To the Administrator of
Oriental Bank & Trust Cash or Deferred Arrangement Profit Sharing Plan:

We have audited the accompanying statement of net assets available for benefits of Oriental Bank & Trust Cash or Deferred Arrangement Profit Sharing Plan (the “Plan”) as of December 31, 2001 and the related statement of changes in net assets available for benefits for the year then ended. These financial statements are the responsibility of the Plan’s management. Our responsibility is to express an opinion on these financial statements based on our audit. Other auditors were engaged to audit the financial statements of Oriental Bank & Trust Cash or Deferred Arrangement Profit Sharing Plan for the year ended December 31, 2000, and due to the scope limitation as permitted by 29 CFR 2520.103-8 of the Department of Labor’s Rules and Regulations for Reporting and Disclosure under the Employee Retirement Income Security Act of 1974, their report, dated July 3, 2002, expressed a disclaimer of opinion on those statements. As permitted by 29 CFR 2520.103-8 of the Department of Labor’s Rules and Regulations for Reporting and Disclosure under the Employee Retirement Income Security Act of 1974, investment assets held by Oriental Bank & Trust, the trustee of the Plan, and transactions in those assets were excluded from the scope of their audit of the Plan’s 2000 financial statements, except for comparing the information provided by the trustee, which was summarized in the notes to the financial statements, with the related information included in the financial statements.

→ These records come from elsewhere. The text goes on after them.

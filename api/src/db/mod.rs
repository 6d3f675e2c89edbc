pub mod error;
pub mod repository;
pub mod tx;

use chrono::NaiveDate;
use futures::future::BoxFuture;
use mugo_core::nutrition::{DayTotals, WeekTotals, week_end, week_start};
use sqlx::pool::PoolConnection;
use sqlx::postgres::PgPoolOptions;
use sqlx::{PgPool, Postgres};
use uuid::Uuid;

use crate::config::DatabaseConfig;
use error::StoreError;
use repository::Repositories;
use tx::{TxRepositories, run_in_transaction};

/// Handle to the Postgres pool. Cheap to clone.
#[derive(Clone, Debug)]
pub struct Database {
    pool: PgPool,
}

impl Database {
    pub async fn connect(url: &str, config: &DatabaseConfig) -> Result<Self, sqlx::Error> {
        let pool = PgPoolOptions::new()
            .min_connections(config.min_connections)
            .max_connections(config.max_connections)
            .acquire_timeout(config.acquire_timeout)
            .idle_timeout(config.idle_timeout)
            .max_lifetime(config.max_lifetime)
            .connect(url)
            .await?;
        Ok(Self { pool })
    }

    pub async fn migrate(&self) -> Result<(), sqlx::migrate::MigrateError> {
        sqlx::migrate!("../migrations").run(&self.pool).await
    }

    pub async fn ping(&self) -> bool {
        sqlx::query_scalar::<_, i32>("SELECT 1")
            .fetch_one(&self.pool)
            .await
            .is_ok()
    }

    /// Repositories over a pooled connection, outside any transaction.
    pub async fn repositories(&self) -> Result<Repositories<PoolConnection<Postgres>>, StoreError> {
        let conn = self
            .pool
            .acquire()
            .await
            .map_err(|e| StoreError::query("acquire connection", e))?;
        Ok(Repositories::new(conn))
    }

    /// Run `f` in a transaction. See [`run_in_transaction`] for the commit,
    /// rollback and panic rules.
    pub async fn with_tx<T, F>(&self, f: F) -> Result<T, StoreError>
    where
        F: for<'t> FnOnce(&'t mut TxRepositories) -> BoxFuture<'t, Result<T, StoreError>>,
    {
        let tx = self
            .pool
            .begin()
            .await
            .map_err(|e| StoreError::query("begin transaction", e))?;
        run_in_transaction(Repositories::new(tx), f).await
    }

    /// Pool for the database named by `TEST_DATABASE_URL`, migrated. `None`
    /// when the variable is unset so database tests can skip.
    #[cfg(test)]
    pub async fn for_tests() -> Option<Self> {
        let url = std::env::var("TEST_DATABASE_URL").ok()?;
        let pool = PgPoolOptions::new()
            .max_connections(4)
            .connect(&url)
            .await
            .expect("TEST_DATABASE_URL is not reachable");
        let db = Self { pool };
        db.migrate().await.expect("migrations failed");
        Some(db)
    }
}

/// Rewrite the day and week summaries that contain `date` from the meal logs.
/// Meant to run inside the transaction that changed the meals.
///
/// The user row stays locked until that transaction ends, so concurrent
/// recomputes for one user run one after the other and the last one sees
/// every committed meal.
pub async fn refresh_summaries(
    tx: &mut TxRepositories,
    user_id: Uuid,
    date: NaiveDate,
) -> Result<(), StoreError> {
    tx.users().lock_for_summaries(user_id).await?;

    let meals = tx.meal_logs().list_by_user_and_date(user_id, date).await?;
    let day = DayTotals::from_meals(&meals);
    tx.nutrition().upsert_daily(user_id, date, &day).await?;

    let monday = week_start(date);
    let days = tx
        .nutrition()
        .list_daily_by_date_range(user_id, monday, week_end(monday), 7, 0)
        .await?;
    let week = WeekTotals::from_days(&days);
    tx.nutrition().upsert_weekly(user_id, monday, &week).await?;

    tracing::debug!(
        user_id = %user_id,
        date = %date,
        day_meals = day.meal_count,
        week_meals = week.meal_count,
        "nutrition summaries refreshed"
    );
    Ok(())
}

#[cfg(test)]
mod tests {
    use chrono::{NaiveDate, TimeZone, Utc};
    use mugo_core::models::{FoodSource, Macros, MealType};

    use super::{Database, refresh_summaries};
    use crate::db::error::StoreError;
    use crate::db::repository::NewMealLog;

    fn meal(user_id: uuid::Uuid, day: u32, calories: f64) -> NewMealLog {
        NewMealLog {
            user_id: user_id.to_string(),
            conversation_id: None,
            food_name: "Oatmeal".to_string(),
            meal_type: MealType::Breakfast,
            recorded_at: Utc.with_ymd_and_hms(2026, 3, day, 8, 0, 0).unwrap(),
            macros: Macros {
                calories,
                protein: 10.0,
                carbs: 50.0,
                fat: 5.0,
            },
            assumptions: Vec::new(),
            food_source: FoodSource::Manual,
            raw_response: None,
        }
    }

    #[tokio::test]
    async fn transaction_writes_meal_and_summaries_together() {
        let Some(db) = Database::for_tests().await else {
            eprintln!("TEST_DATABASE_URL not set, skipping");
            return;
        };
        let username = format!("tx-summary-{}", uuid::Uuid::now_v7());
        let user = db
            .repositories()
            .await
            .unwrap()
            .users()
            .create(&username, None)
            .await
            .unwrap();
        let user_id = user.id;

        // 2026-03-02 is a Monday, 2026-03-04 the Wednesday of the same week
        for (day, calories) in [(2, 300.0), (2, 500.0), (4, 600.0)] {
            db.with_tx(move |tx| {
                Box::pin(async move {
                    let meal = tx.meal_logs().create(meal(user_id, day, calories)).await?;
                    refresh_summaries(tx, user_id, meal.recorded_at.date_naive()).await
                })
            })
            .await
            .unwrap();
        }

        let mut repos = db.repositories().await.unwrap();
        let monday = NaiveDate::from_ymd_opt(2026, 3, 2).unwrap();
        let daily = repos.nutrition().get_daily(user_id, monday).await.unwrap().unwrap();
        assert_eq!(daily.total_calories, 800.0);
        assert_eq!(daily.meal_count, 2);

        let weekly = repos.nutrition().get_weekly(user_id, monday).await.unwrap().unwrap();
        assert_eq!(weekly.total_calories, 1400.0);
        assert_eq!(weekly.meal_count, 3);
        assert_eq!(weekly.avg_daily_calories, 700.0);

        repos.users().delete(user_id).await.unwrap();
    }

    #[tokio::test]
    async fn failed_transaction_leaves_nothing_behind() {
        let Some(db) = Database::for_tests().await else {
            eprintln!("TEST_DATABASE_URL not set, skipping");
            return;
        };
        let username = format!("tx-rollback-{}", uuid::Uuid::now_v7());
        let name = username.clone();

        let err = db
            .with_tx(move |tx| {
                Box::pin(async move {
                    tx.users().create(&name, None).await?;
                    Err::<(), _>(StoreError::not_found("something else"))
                })
            })
            .await
            .unwrap_err();

        assert!(matches!(err, StoreError::NotFound { .. }));
        let mut repos = db.repositories().await.unwrap();
        assert!(!repos.users().exists(&username).await.unwrap());
    }

    #[tokio::test]
    async fn concurrent_meal_writes_keep_summary_counts() {
        let Some(db) = Database::for_tests().await else {
            eprintln!("TEST_DATABASE_URL not set, skipping");
            return;
        };
        let username = format!("tx-concurrent-{}", uuid::Uuid::now_v7());
        let user_id = db
            .repositories()
            .await
            .unwrap()
            .users()
            .create(&username, None)
            .await
            .unwrap()
            .id;

        let writes = (0..4).map(|_| {
            let db = db.clone();
            async move {
                db.with_tx(move |tx| {
                    Box::pin(async move {
                        let meal = tx.meal_logs().create(meal(user_id, 2, 100.0)).await?;
                        refresh_summaries(tx, user_id, meal.recorded_at.date_naive()).await
                    })
                })
                .await
            }
        });
        for outcome in futures::future::join_all(writes).await {
            outcome.unwrap();
        }

        let mut repos = db.repositories().await.unwrap();
        let monday = NaiveDate::from_ymd_opt(2026, 3, 2).unwrap();
        let daily = repos.nutrition().get_daily(user_id, monday).await.unwrap().unwrap();
        assert_eq!(daily.meal_count, 4);
        assert_eq!(daily.total_calories, 400.0);
        let weekly = repos.nutrition().get_weekly(user_id, monday).await.unwrap().unwrap();
        assert_eq!(weekly.meal_count, 4);

        repos.users().delete(user_id).await.unwrap();
    }

    #[tokio::test]
    async fn concurrent_conversation_creation_yields_one_row() {
        let Some(db) = Database::for_tests().await else {
            eprintln!("TEST_DATABASE_URL not set, skipping");
            return;
        };
        let username = format!("conv-race-{}", uuid::Uuid::now_v7());
        let user_id = db
            .repositories()
            .await
            .unwrap()
            .users()
            .create(&username, None)
            .await
            .unwrap()
            .id;

        let creates = (0..3).map(|_| {
            let db = db.clone();
            async move {
                db.with_tx(move |tx| {
                    Box::pin(async move { tx.conversations().get_or_create(user_id, "s-race").await })
                })
                .await
            }
        });
        let ids: Vec<_> = futures::future::join_all(creates)
            .await
            .into_iter()
            .map(|outcome| outcome.unwrap().id)
            .collect();
        assert!(ids.windows(2).all(|pair| pair[0] == pair[1]));

        let mut repos = db.repositories().await.unwrap();
        assert_eq!(repos.conversations().list_by_user(user_id).await.unwrap().len(), 1);
        repos.users().delete(user_id).await.unwrap();
    }
}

We conducted our audit in accordance with auditing standards generally accepted in the United States of America. Those standards require that we plan and perform the audit to obtain reasonable assurance about whether the financial statements are free of material misstatement. An audit includes examining, on a test basis, evidence supporting the amounts and disclosures in the financial statements. An audit also includes assessing the accounting principles used and significant estimates made by management, as well as evaluating the overall financial statement presentation. We believe that our audit provides a reasonable basis for our opinion.

In our opinion, such financial statements present fairly, in all material respects, the net assets available for benefits of the Plan as of December 31, 2001 and the changes in net assets available for benefits for the year then ended in conformity with accounting principles generally accepted in the United States of America.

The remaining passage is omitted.